Task item — Every line of the records that holds the word "total" should be copied out.

Data supplied —

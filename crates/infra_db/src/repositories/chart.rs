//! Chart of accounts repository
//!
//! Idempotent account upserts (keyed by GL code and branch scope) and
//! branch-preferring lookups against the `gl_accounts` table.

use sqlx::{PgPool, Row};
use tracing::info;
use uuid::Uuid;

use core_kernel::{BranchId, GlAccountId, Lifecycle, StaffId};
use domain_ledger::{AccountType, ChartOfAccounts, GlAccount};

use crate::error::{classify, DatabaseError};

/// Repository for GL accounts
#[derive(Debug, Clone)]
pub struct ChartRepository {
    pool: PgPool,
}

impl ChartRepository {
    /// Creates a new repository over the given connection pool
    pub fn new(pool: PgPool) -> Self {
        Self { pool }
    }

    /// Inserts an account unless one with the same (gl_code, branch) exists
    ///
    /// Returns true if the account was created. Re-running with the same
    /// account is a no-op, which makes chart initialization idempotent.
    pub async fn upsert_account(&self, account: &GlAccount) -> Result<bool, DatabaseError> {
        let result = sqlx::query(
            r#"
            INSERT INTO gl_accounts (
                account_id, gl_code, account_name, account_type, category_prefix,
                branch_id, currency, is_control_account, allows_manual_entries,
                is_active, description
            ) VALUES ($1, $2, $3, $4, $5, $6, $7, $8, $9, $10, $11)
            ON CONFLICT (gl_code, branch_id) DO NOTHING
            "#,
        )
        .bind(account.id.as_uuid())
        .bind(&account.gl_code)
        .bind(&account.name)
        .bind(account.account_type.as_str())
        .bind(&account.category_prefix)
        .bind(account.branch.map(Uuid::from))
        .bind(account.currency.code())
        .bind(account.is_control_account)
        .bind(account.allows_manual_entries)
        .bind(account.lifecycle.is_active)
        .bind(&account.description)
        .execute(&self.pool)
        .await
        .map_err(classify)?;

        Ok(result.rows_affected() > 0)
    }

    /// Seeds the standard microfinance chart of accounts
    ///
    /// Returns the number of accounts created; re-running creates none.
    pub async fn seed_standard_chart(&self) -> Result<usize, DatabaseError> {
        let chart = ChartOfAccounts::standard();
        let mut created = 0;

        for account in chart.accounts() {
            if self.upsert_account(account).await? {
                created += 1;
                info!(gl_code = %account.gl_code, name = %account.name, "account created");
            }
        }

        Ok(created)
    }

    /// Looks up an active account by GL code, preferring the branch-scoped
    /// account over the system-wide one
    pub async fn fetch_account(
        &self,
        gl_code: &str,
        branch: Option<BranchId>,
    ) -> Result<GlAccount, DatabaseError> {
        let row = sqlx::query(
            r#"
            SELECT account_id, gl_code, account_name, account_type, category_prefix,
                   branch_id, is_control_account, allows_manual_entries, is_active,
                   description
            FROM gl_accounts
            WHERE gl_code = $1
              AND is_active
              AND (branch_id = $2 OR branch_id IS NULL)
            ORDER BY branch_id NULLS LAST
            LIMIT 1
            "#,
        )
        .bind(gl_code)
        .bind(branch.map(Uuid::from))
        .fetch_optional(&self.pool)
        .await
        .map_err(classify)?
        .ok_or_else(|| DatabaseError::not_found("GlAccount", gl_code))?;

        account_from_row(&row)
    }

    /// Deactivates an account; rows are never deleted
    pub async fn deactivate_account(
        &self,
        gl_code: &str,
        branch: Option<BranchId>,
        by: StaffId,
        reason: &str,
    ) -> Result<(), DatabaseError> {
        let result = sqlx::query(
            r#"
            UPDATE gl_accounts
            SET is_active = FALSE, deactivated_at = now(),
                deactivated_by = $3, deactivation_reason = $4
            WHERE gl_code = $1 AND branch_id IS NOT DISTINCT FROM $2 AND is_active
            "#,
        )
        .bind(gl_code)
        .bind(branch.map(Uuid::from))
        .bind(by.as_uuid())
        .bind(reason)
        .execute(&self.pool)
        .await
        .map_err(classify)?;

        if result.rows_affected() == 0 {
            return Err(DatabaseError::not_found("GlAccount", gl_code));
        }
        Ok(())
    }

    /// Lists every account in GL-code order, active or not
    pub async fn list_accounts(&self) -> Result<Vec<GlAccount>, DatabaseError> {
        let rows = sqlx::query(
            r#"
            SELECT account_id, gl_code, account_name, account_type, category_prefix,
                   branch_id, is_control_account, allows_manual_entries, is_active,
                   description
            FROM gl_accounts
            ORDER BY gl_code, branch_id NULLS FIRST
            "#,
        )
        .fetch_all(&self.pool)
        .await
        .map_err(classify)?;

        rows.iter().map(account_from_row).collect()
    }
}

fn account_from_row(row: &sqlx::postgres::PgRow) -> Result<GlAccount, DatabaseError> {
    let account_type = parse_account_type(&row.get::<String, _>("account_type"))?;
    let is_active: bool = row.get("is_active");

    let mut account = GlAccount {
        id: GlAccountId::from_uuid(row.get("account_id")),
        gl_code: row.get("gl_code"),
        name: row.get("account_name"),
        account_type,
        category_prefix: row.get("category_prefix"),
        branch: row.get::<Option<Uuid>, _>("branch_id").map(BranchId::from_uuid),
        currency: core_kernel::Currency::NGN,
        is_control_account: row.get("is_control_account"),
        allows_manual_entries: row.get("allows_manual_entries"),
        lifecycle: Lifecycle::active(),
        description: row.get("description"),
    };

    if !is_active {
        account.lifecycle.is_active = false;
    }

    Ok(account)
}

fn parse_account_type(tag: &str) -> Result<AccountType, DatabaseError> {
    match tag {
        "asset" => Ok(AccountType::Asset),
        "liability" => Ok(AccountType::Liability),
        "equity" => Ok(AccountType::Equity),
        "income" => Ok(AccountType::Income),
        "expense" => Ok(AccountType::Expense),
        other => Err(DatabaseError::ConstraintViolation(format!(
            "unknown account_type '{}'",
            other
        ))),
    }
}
...
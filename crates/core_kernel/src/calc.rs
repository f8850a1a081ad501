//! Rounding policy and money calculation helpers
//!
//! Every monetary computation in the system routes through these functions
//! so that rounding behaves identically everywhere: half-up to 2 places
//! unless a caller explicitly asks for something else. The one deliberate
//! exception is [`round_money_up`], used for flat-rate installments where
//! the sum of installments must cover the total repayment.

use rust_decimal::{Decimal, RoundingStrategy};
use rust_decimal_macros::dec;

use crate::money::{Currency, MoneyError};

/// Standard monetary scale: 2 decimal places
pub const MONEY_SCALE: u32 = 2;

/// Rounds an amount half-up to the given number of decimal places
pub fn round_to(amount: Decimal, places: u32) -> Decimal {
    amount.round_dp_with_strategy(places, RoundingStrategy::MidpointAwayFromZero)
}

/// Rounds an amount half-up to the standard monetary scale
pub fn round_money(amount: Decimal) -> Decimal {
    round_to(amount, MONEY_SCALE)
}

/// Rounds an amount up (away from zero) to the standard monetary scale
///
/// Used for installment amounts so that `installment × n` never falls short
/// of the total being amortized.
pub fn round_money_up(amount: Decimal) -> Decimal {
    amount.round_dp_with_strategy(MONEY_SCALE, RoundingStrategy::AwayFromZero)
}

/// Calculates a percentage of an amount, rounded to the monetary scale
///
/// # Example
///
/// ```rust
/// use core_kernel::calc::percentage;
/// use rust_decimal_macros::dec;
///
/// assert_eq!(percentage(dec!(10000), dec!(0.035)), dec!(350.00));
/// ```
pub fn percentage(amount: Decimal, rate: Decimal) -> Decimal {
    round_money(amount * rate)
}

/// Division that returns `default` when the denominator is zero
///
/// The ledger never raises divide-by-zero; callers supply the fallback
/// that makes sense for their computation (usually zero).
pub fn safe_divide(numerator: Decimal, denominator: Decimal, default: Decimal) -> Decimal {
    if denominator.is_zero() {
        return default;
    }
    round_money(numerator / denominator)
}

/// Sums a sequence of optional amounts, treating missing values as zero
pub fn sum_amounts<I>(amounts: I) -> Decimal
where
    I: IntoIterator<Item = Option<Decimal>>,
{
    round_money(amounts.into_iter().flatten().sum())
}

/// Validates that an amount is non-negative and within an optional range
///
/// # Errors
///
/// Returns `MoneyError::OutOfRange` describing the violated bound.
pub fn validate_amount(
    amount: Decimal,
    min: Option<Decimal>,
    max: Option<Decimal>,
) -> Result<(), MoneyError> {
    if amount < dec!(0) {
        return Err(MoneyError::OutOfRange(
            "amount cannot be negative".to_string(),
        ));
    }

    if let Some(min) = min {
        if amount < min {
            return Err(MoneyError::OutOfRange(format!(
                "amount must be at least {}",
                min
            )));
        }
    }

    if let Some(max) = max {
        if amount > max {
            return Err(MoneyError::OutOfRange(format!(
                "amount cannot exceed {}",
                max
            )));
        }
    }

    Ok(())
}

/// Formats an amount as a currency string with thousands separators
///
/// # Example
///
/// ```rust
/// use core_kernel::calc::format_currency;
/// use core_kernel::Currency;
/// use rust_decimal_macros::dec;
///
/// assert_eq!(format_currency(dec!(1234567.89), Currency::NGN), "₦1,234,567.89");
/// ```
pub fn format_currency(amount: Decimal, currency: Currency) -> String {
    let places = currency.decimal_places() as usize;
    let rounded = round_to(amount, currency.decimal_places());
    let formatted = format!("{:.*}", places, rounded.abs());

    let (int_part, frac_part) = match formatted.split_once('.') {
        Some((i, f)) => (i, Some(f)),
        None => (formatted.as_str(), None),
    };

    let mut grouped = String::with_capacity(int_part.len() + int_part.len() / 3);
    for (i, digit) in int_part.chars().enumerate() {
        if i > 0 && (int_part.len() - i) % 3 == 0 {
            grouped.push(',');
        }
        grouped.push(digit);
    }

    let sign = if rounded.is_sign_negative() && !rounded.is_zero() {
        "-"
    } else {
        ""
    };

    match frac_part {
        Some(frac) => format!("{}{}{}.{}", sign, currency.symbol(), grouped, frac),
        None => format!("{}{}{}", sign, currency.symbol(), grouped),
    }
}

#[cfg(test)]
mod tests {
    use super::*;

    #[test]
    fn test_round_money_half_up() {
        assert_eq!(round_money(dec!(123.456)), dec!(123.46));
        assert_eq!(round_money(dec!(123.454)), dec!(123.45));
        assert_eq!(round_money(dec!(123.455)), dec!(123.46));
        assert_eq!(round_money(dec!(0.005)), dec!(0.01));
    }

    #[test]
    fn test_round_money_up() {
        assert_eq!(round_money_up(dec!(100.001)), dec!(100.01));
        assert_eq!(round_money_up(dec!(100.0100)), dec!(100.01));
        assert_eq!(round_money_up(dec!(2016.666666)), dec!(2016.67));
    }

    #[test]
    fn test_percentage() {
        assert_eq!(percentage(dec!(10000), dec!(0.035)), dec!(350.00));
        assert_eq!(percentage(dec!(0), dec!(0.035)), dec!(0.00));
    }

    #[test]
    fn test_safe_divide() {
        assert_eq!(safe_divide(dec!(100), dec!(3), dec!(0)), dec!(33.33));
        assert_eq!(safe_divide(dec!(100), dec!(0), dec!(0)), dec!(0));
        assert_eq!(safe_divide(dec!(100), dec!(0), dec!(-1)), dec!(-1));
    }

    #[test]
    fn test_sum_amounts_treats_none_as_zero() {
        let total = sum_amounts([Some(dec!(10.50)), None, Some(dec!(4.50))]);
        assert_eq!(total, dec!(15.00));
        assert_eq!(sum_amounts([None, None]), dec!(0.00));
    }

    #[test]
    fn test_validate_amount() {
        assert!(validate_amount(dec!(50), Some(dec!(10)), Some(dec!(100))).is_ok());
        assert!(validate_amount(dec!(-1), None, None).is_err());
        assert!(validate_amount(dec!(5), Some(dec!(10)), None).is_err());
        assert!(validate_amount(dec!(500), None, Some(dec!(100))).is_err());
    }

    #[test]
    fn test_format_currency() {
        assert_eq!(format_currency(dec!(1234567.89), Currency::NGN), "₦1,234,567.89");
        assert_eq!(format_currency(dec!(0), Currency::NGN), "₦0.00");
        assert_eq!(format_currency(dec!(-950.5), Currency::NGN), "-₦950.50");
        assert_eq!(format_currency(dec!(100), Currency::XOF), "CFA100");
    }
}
* * *
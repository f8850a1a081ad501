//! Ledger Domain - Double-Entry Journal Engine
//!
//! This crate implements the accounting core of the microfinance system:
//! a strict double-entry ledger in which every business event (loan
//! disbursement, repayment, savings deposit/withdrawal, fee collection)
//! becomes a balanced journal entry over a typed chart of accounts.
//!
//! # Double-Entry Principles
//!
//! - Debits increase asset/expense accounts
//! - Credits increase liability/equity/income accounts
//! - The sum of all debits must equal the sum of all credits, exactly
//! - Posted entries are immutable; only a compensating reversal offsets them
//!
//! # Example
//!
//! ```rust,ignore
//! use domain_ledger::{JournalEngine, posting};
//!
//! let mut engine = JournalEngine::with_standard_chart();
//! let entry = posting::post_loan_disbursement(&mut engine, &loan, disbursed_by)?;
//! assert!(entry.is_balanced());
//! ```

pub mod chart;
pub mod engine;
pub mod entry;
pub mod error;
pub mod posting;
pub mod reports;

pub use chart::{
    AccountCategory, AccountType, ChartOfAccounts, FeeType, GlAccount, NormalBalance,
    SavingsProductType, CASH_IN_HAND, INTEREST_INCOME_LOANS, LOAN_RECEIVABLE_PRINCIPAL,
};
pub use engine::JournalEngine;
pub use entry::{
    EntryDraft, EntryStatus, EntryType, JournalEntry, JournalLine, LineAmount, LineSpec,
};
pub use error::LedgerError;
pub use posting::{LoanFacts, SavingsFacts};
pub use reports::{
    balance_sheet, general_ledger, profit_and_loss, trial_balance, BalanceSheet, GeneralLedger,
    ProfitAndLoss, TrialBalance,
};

Solution for this task —
//! the sum of installments must cover the total repayment.
/// of the total being amortized.
        let total = sum_amounts([Some(dec!(10.50)), None, Some(dec!(4.50))]);
        assert_eq!(total, dec!(15.00));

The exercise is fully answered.